Es war Tradition in meiner Kindheit. Am Heiligen Abend, genauer gesagt, am Vormittag desselben, gab es Krach. In schöner Regelmäßigkeit gerieten meine Eltern aneinander. Die Anlässe waren verschieden. Entweder hatte einer den falschen Christbaum gekauft oder untenherum zu viele Äste abge-sägt. Oder jemand zerbrach eine der silbernen Kugeln. Es war zu viel oder zu wenig Lametta im Geäst. Der Baum stand schief oder falsch herum – mit der dünnen Stelle nach vorne. Natürlich gab es noch viel mehr Anlässe, sich zu streiten.
Bei den ersten Malen, als ich Zeugin dieses weihnachtlichen Spektakels wurde, war ich besorgt. Ich fürchtete um den Bestand unserer Familie. Das legte sich mit den Jahren, zumal der Heilige Abend in Harmonie verlief. Der Theaterdonner war die missglückte Generalprobe für das gelungene Fest. Glück gehabt. Denn später, am feiertäglichen Sorgentelefon des Bayerischen Rundfunks, bei der Mitternachtsmission der Diakonie – „auf Streife“ in Bars und Spelunken – in Kliniken und beim Weihnachtsgottesdienst in der Justizvollzugsanstalt, da war das anders. So viel Kummer, Tränen, Leid, Schmerz, Schuld und Unglück. So viel zerbrochene, zerstrittene Familien und zerstörte, zerrüttete Lebensgeschichten…. Und trotzdem kann überall dort auch Weihnachten werden.
„Fürchtet euch nicht“ trompeten die Engel in den Heiligabend-Himmel. Das heißt, es gibt eine Menge zum Fürchten. Wer könnte dem widersprechen? Das Licht scheint mitten in die Finsternis. Kaum ein Weihnachtslied, das die Erfahrung von hell und dunkel nicht zum Thema hätte. Die Geburtsgeschichte von Jesus ist selbst davon durchzogen: eine umstrittene Schwangerschaft, ein irdischer Vater, der sich gerne vom Acker machen würde, Hass der Obrigkeit, gefolgt von Gewalt gegen alle neugeborenen Kin-der. Ein erbärmlicher Geburtsort ohne alle Annehmlichkeiten. Später Flucht und Asyl. Eine verwunderliche Heilige Nacht. Aber die einzige, die einem etwas zu geben hat.

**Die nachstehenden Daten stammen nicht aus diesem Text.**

//! Structure-of-arrays storage for one species' phase space.

use azimuth_core::SpeciesError;

/// Field component gathered at particle positions.
#[derive(Clone, Copy, Debug, PartialEq, Eq, Hash)]
pub enum GatheredField {
    /// Cartesian `Ex`.
    Ex,
    /// Cartesian `Ey`.
    Ey,
    /// Cartesian `Ez`.
    Ez,
    /// Cartesian `Bx`.
    Bx,
    /// Cartesian `By`.
    By,
    /// Cartesian `Bz`.
    Bz,
}

/// Positions, normalised momenta, weights and gathered fields.
///
/// Momenta are `u = p / (m c)`. `w` is the number of physical particles
/// a macro-particle represents. Gathered fields are scratch space
/// refreshed every step and are not carried across ranks.
#[derive(Clone, Debug, Default, PartialEq)]
pub struct ParticleArrays {
    /// Cartesian `x` positions.
    pub x: Vec<f64>,
    /// Cartesian `y` positions.
    pub y: Vec<f64>,
    /// Longitudinal positions.
    pub z: Vec<f64>,
    /// Normalised momentum along `x`.
    pub ux: Vec<f64>,
    /// Normalised momentum along `y`.
    pub uy: Vec<f64>,
    /// Normalised momentum along `z`.
    pub uz: Vec<f64>,
    /// `1 / gamma`.
    pub inv_gamma: Vec<f64>,
    /// Macro-particle weights.
    pub w: Vec<f64>,
    /// Gathered `Ex`.
    pub ex: Vec<f64>,
    /// Gathered `Ey`.
    pub ey: Vec<f64>,
    /// Gathered `Ez`.
    pub ez: Vec<f64>,
    /// Gathered `Bx`.
    pub bx: Vec<f64>,
    /// Gathered `By`.
    pub by: Vec<f64>,
    /// Gathered `Bz`.
    pub bz: Vec<f64>,
}

/// One particle's transported state.
#[derive(Clone, Copy, Debug, PartialEq)]
pub struct Particle {
    /// Position `(x, y, z)`.
    pub position: [f64; 3],
    /// Normalised momentum `(ux, uy, uz)`.
    pub momentum: [f64; 3],
    /// Macro-particle weight.
    pub w: f64,
}

impl ParticleArrays {
    /// Values per particle in the flat transport layout.
    pub const PACKED_WIDTH: usize = 8;

    /// Empty arrays.
    pub fn new() -> Self {
        Self::default()
    }

    /// Number of particles.
    pub fn len(&self) -> usize {
        self.z.len()
    }

    /// Whether there are no particles.
    pub fn is_empty(&self) -> bool {
        self.z.is_empty()
    }

    fn columns(&self) -> [&Vec<f64>; 14] {
        [
            &self.x,
            &self.y,
            &self.z,
            &self.ux,
            &self.uy,
            &self.uz,
            &self.inv_gamma,
            &self.w,
            &self.ex,
            &self.ey,
            &self.ez,
            &self.bx,
            &self.by,
            &self.bz,
        ]
    }

    fn columns_mut(&mut self) -> [&mut Vec<f64>; 14] {
        [
            &mut self.x,
            &mut self.y,
            &mut self.z,
            &mut self.ux,
            &mut self.uy,
            &mut self.uz,
            &mut self.inv_gamma,
            &mut self.w,
            &mut self.ex,
            &mut self.ey,
            &mut self.ez,
            &mut self.bx,
            &mut self.by,
            &mut self.bz,
        ]
    }

    /// Check that every array has the same length.
    pub fn check_lengths(&self) -> Result<(), SpeciesError> {
        let expected = self.len();
        match self.columns().iter().find(|c| c.len() != expected) {
            Some(c) => Err(SpeciesError::LengthMismatch {
                expected,
                found: c.len(),
            }),
            None => Ok(()),
        }
    }

    /// Gathered-field array for `component`.
    pub fn gathered_mut(&mut self, component: GatheredField) -> &mut [f64] {
        match component {
            GatheredField::Ex => &mut self.ex,
            GatheredField::Ey => &mut self.ey,
            GatheredField::Ez => &mut self.ez,
            GatheredField::Bx => &mut self.bx,
            GatheredField::By => &mut self.by,
            GatheredField::Bz => &mut self.bz,
        }
    }

    /// Append one particle; `gamma` is derived from its momentum and
    /// gathered fields start at zero.
    pub fn push(&mut self, p: Particle) {
        let [x, y, z] = p.position;
        let [ux, uy, uz] = p.momentum;
        self.x.push(x);
        self.y.push(y);
        self.z.push(z);
        self.ux.push(ux);
        self.uy.push(uy);
        self.uz.push(uz);
        self.inv_gamma
            .push(1.0 / (1.0 + ux * ux + uy * uy + uz * uz).sqrt());
        self.w.push(p.w);
        for c in [
            &mut self.ex,
            &mut self.ey,
            &mut self.ez,
            &mut self.bx,
            &mut self.by,
            &mut self.bz,
        ] {
            c.push(0.0);
        }
    }

    /// Append every particle of `other`.
    pub fn extend(&mut self, other: ParticleArrays) {
        for (dst, src) in self.columns_mut().into_iter().zip(other.columns()) {
            dst.extend_from_slice(src);
        }
    }

    /// Remove the particles whose `z` satisfies `leaving`, keeping the
    /// relative order of the rest, and return them.
    pub fn split_off_where(&mut self, mut leaving: impl FnMut(f64) -> bool) -> ParticleArrays {
        let mask: Vec<bool> = self.z.iter().map(|&z| leaving(z)).collect();
        let mut out = ParticleArrays::new();
        if !mask.contains(&true) {
            return out;
        }
        for (dst, src) in out.columns_mut().into_iter().zip(self.columns_mut()) {
            let mut kept = Vec::with_capacity(src.len());
            for (&v, &go) in src.iter().zip(&mask) {
                if go {
                    dst.push(v);
                } else {
                    kept.push(v);
                }
            }
            *src = kept;
        }
        out
    }

    /// Flatten the transported quantities into
    /// `[x, y, z, ux, uy, uz, inv_gamma, w]` records.
    pub fn to_packed(&self) -> Vec<f64> {
        let mut out = Vec::with_capacity(self.len() * Self::PACKED_WIDTH);
        for i in 0..self.len() {
            out.extend_from_slice(&[
                self.x[i],
                self.y[i],
                self.z[i],
                self.ux[i],
                self.uy[i],
                self.uz[i],
                self.inv_gamma[i],
                self.w[i],
            ]);
        }
        out
    }

    /// Rebuild arrays from [`to_packed`](Self::to_packed) output.
    pub fn from_packed(data: &[f64]) -> Result<Self, SpeciesError> {
        if data.len() % Self::PACKED_WIDTH != 0 {
            return Err(SpeciesError::LengthMismatch {
                expected: data.len() / Self::PACKED_WIDTH * Self::PACKED_WIDTH,
                found: data.len(),
            });
        }
        let n = data.len() / Self::PACKED_WIDTH;
        let mut out = ParticleArrays::new();
        for c in out.columns_mut() {
            c.reserve(n);
        }
        for rec in data.chunks_exact(Self::PACKED_WIDTH) {
            out.x.push(rec[0]);
            out.y.push(rec[1]);
            out.z.push(rec[2]);
            out.ux.push(rec[3]);
            out.uy.push(rec[4]);
            out.uz.push(rec[5]);
            out.inv_gamma.push(rec[6]);
            out.w.push(rec[7]);
        }
        for c in [
            &mut out.ex,
            &mut out.ey,
            &mut out.ez,
            &mut out.bx,
            &mut out.by,
            &mut out.bz,
        ] {
            c.resize(n, 0.0);
        }
        Ok(out)
    }

    /// Shift every `z` by `dz`.
    pub fn translate_z(&mut self, dz: f64) {
        for z in &mut self.z {
            *z += dz;
        }
    }
}

#[cfg(test)]
mod tests {
    use super::*;

    fn sample(n: usize) -> ParticleArrays {
        let mut a = ParticleArrays::new();
        for i in 0..n {
            a.push(Particle {
                position: [0.1 * i as f64, 0.0, i as f64],
                momentum: [0.0, 0.0, 1.0],
                w: 2.0,
            });
        }
        a
    }

    #[test]
    fn push_derives_gamma() {
        let a = sample(1);
        assert!((a.inv_gamma[0] - 1.0 / 2f64.sqrt()).abs() < 1e-15);
        assert!(a.check_lengths().is_ok());
    }

    #[test]
    fn split_preserves_order_on_both_sides() {
        let mut a = sample(6);
        let gone = a.split_off_where(|z| z >= 2.0 && z < 4.0);
        assert_eq!(a.z, vec![0.0, 1.0, 4.0, 5.0]);
        assert_eq!(gone.z, vec![2.0, 3.0]);
        assert!(a.check_lengths().is_ok());
        assert!(gone.check_lengths().is_ok());
    }

    #[test]
    fn packed_transport_drops_gathered_fields() {
        let mut a = sample(3);
        a.ez.fill(7.0);
        let b = ParticleArrays::from_packed(&a.to_packed()).unwrap();
        assert_eq!(b.z, a.z);
        assert_eq!(b.w, a.w);
        assert!(b.ez.iter().all(|&v| v == 0.0));
        assert!(b.check_lengths().is_ok());
    }

    #[test]
    fn ragged_packed_data_rejected() {
        let err = ParticleArrays::from_packed(&[0.0; 9]).unwrap_err();
        assert_eq!(
            err,
            SpeciesError::LengthMismatch {
                expected: 8,
                found: 9
            }
        );
    }

    #[test]
    fn length_mismatch_detected() {
        let mut a = sample(2);
        a.ux.pop();
        assert_eq!(
            a.check_lengths(),
            Err(SpeciesError::LengthMismatch {
                expected: 2,
                found: 1
            })
        );
    }
}
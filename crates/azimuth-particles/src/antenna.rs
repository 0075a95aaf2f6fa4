//! Laser antennas: virtual particles that emit a laser by depositing
//! current.

use azimuth_core::{Resident, SourceField, SpeciesError};
use azimuth_grid::InterpGrid;

/// A set of virtual particles driven on a prescribed trajectory.
///
/// Antennas follow the half-step position schedule of real particles
/// but never receive a momentum push.
pub trait LaserAntenna: Resident + Send {
    /// Set the antenna particles' velocities for time `t`.
    fn update_v(&mut self, t: f64);

    /// Advance antenna positions by `dt / 2`.
    fn halfpush_x(&mut self, dt: f64);

    /// Add the antenna's charge or current to `source`.
    fn deposit(&mut self, grids: &mut [InterpGrid], source: SourceField)
        -> Result<(), SpeciesError>;
}
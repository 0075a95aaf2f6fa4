//! Strongly-typed iteration counter.

use std::fmt;

/// Monotonically increasing PIC iteration counter.
///
/// Starts at 0 and is incremented once at the very end of every
/// completed step. Fields are known at `iteration * dt`.
#[derive(Clone, Copy, Debug, Default, PartialEq, Eq, Hash, PartialOrd, Ord)]
pub struct Iteration(pub u64);

impl Iteration {
    /// The iteration that follows this one.
    pub fn next(self) -> Self {
        Self(self.0 + 1)
    }

    /// Whether this iteration is a multiple of `period`.
    ///
    /// A zero period never matches.
    pub fn is_multiple_of(self, period: u64) -> bool {
        period != 0 && self.0 % period == 0
    }
}

impl fmt::Display for Iteration {
    fn fmt(&self, f: &mut fmt::Formatter<'_>) -> fmt::Result {
        write!(f, "{}", self.0)
    }
}

impl From<u64> for Iteration {
    fn from(v: u64) -> Self {
        Self(v)
    }
}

Pomp, Gans und andere feine Umstände kann man natürlich wertschätzen und genießen. Ein Trost in der eigenen Düsternis, in dem, was ein Mensch innerlich und äußerlich mit sich selbst und anderen erleidet, sind sie nicht. Weltlich gesprochen: Ein Gott, der im Palast mit Glanz und Gloria zur Welt kommt, der taugt wenig zum Zusammenleben. Dem kann man nicht recht glauben, dass er Ahnung hat von dem, was einen umtreibt, dass er sich wirklich und wahrhaftig leibhaftig mit unsereinem solidarisieren will. Aber so… Auch wenn die Dunkelheit immer wieder ihre Zeit hat: Es wird Weihnachten.